第17章 【夜シリーズ】イロコイ【緑谷出久】
…どうせ演技でしょ?って、言えない…。
緑谷さんの目を見ると、本心で言ってくれているのが分かるから。
おまけにあの柔らかい笑顔。
ふわり…と、心に吹いた柔らかな風。
私はそれを確かに感じたのだ。
重かった気持ちは一瞬で軽くなり、無意識に涙となって流れ落ちた。
「……!あ、ち、ちが、これは、」
突然の涙に私が一番驚いてしまい、一人であたふたしてしまう。
すると緑谷さんは、スーツの胸ポケットからハンカチを取り出して私の涙を拭いてくれた。

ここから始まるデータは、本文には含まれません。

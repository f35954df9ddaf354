// Copyright © tabula 2024-present
//
// Licensed under the Apache License, Version 2.0 (the "License");
// you may not use this file except in compliance with the License.
// You may obtain a copy of the License at
//
//   https://www.apache.org/licenses/LICENSE-2.0
//
// Unless required by applicable law or agreed to in writing, software
// distributed under the License is distributed on an "AS IS" BASIS,
// WITHOUT WARRANTIES OR CONDITIONS OF ANY KIND, either express or implied.
// See the License for the specific language governing permissions and
// limitations under the License.

use serde::{Deserialize, Serialize};

use crate::core::primitives::{EntityId, HasEntityId, PlayerName, ZoneName};

/// A named, ordered container of entities: a hand, a deck, a discard pile.
///
/// The sequence runs bottom-to-top: the top card is the last element and
/// draws take from the head. `kind` (`stack`, `hand`, …) is opaque to the
/// engine; visibility fields drive rendering only.
#[derive(Debug, Clone, Serialize, Deserialize)]
pub struct Zone {
    pub name: ZoneName,
    pub kind: String,
    pub owner: Option<PlayerName>,
    pub visible: bool,
    pub ordered: bool,
    pub visible_to: Vec<PlayerName>,
    pub entities: Vec<EntityId>,
}

impl Zone {
    pub fn new(name: impl Into<String>, kind: impl Into<String>) -> Self {
        Self {
            name: ZoneName::new(name),
            kind: kind.into(),
            owner: None,
            visible: true,
            ordered: true,
            visible_to: Vec::new(),
            entities: Vec::new(),
        }
    }

    /// The top of the pile, if any.
    pub fn top(&self) -> Option<EntityId> {
        self.entities.last().copied()
    }

    /// Removes and returns the entity at the head of the sequence. Draws
    /// and deals consume from here.
    pub fn take_head(&mut self) -> Option<EntityId> {
        if self.entities.is_empty() {
            None
        } else {
            Some(self.entities.remove(0))
        }
    }

    /// Appends to the tail (the top of the pile).
    pub fn push(&mut self, id: EntityId) {
        self.entities.push(id);
    }

    /// Detaches the given entity wherever it sits in the sequence.
    pub fn remove(&mut self, id: impl HasEntityId) -> bool {
        let id = id.entity_id();
        let before = self.entities.len();
        self.entities.retain(|e| *e != id);
        self.entities.len() != before
    }

    pub fn contains(&self, id: impl HasEntityId) -> bool {
        self.entities.contains(&id.entity_id())
    }

    pub fn len(&self) -> usize {
        self.entities.len()
    }

    pub fn is_empty(&self) -> bool {
        self.entities.is_empty()
    }
}

/// All zones of a game, in the order the game document declared them. That
/// order is what the renderer walks, so it is kept rather than sorted.
#[derive(Debug, Clone, Default, Serialize, Deserialize)]
pub struct Zones {
    zones: Vec<Zone>,
}

impl Zones {
    pub fn insert(&mut self, zone: Zone) {
        match self.zones.iter_mut().find(|z| z.name == zone.name) {
            Some(existing) => *existing = zone,
            None => self.zones.push(zone),
        }
    }

    pub fn get(&self, name: &ZoneName) -> Option<&Zone> {
        self.zones.iter().find(|z| &z.name == name)
    }

    pub fn get_mut(&mut self, name: &ZoneName) -> Option<&mut Zone> {
        self.zones.iter_mut().find(|z| &z.name == name)
    }

    /// The zone currently holding the given entity, if any. An entity is in
    /// at most one zone at a time.
    pub fn containing(&self, id: impl HasEntityId) -> Option<&Zone> {
        let id = id.entity_id();
        self.zones.iter().find(|z| z.contains(id))
    }

    pub fn iter(&self) -> impl Iterator<Item = &Zone> {
        self.zones.iter()
    }

    pub fn iter_mut(&mut self) -> impl Iterator<Item = &mut Zone> {
        self.zones.iter_mut()
    }

    pub fn len(&self) -> usize {
        self.zones.len()
    }

    pub fn is_empty(&self) -> bool {
        self.zones.is_empty()
    }
}

#[cfg(test)]
mod tests {
    use super::*;

    #[test]
    fn head_and_top_are_opposite_ends() {
        let mut zone = Zone::new("draw_pile", "stack");
        zone.push(EntityId(1));
        zone.push(EntityId(2));
        zone.push(EntityId(3));
        assert_eq!(zone.top(), Some(EntityId(3)));
        assert_eq!(zone.take_head(), Some(EntityId(1)));
        assert_eq!(zone.top(), Some(EntityId(3)));
        assert_eq!(zone.len(), 2);
    }

    #[test]
    fn containing_finds_the_single_holder() {
        let mut zones = Zones::default();
        let mut hand = Zone::new("red_hand", "hand");
        hand.push(EntityId(7));
        zones.insert(hand);
        zones.insert(Zone::new("discard_pile", "discard"));
        assert_eq!(zones.containing(EntityId(7)).unwrap().name.as_str(), "red_hand");
        assert!(zones.containing(EntityId(8)).is_none());
    }
}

「うん。いいよ慌てなくて。泣こうと思ってないのに泣いちゃうこと、僕もあるから。」
「あ…はい。ありがとうございます…。」
今まで異性から優しくされたことが無かったせいか、私の心が甘い疼きに溶けてゆく。
この人は、他の人と違う。
優しくて思いやりがあって…こんな自分を見捨てないで話を聞こうとしてくれる…。
緑谷さんはぽつぽつと喋り始めた私の手を握り、そっと耳を傾けて相槌を打ってくれた。
「私、仕事が上手く行かなくて…その時にここを見つけて、そしたら好みの人を見つけて…でも、全然つまらない女だから……」
「だから、相手にしてくれない…ってこと?」
「…はい。あ、でも……相手の方ではなく、私の方に問題があることは分かってて…」
緑谷さんは少し黙ると、考え込む仕草をする。
だけど次の瞬間、なんと…
緑谷さんは私を胸に抱き寄せ、背中を摩ってくれたのだ。
優しい掌の熱が背中からじんわりと全身に広がり、心まで温めてくれるようだった。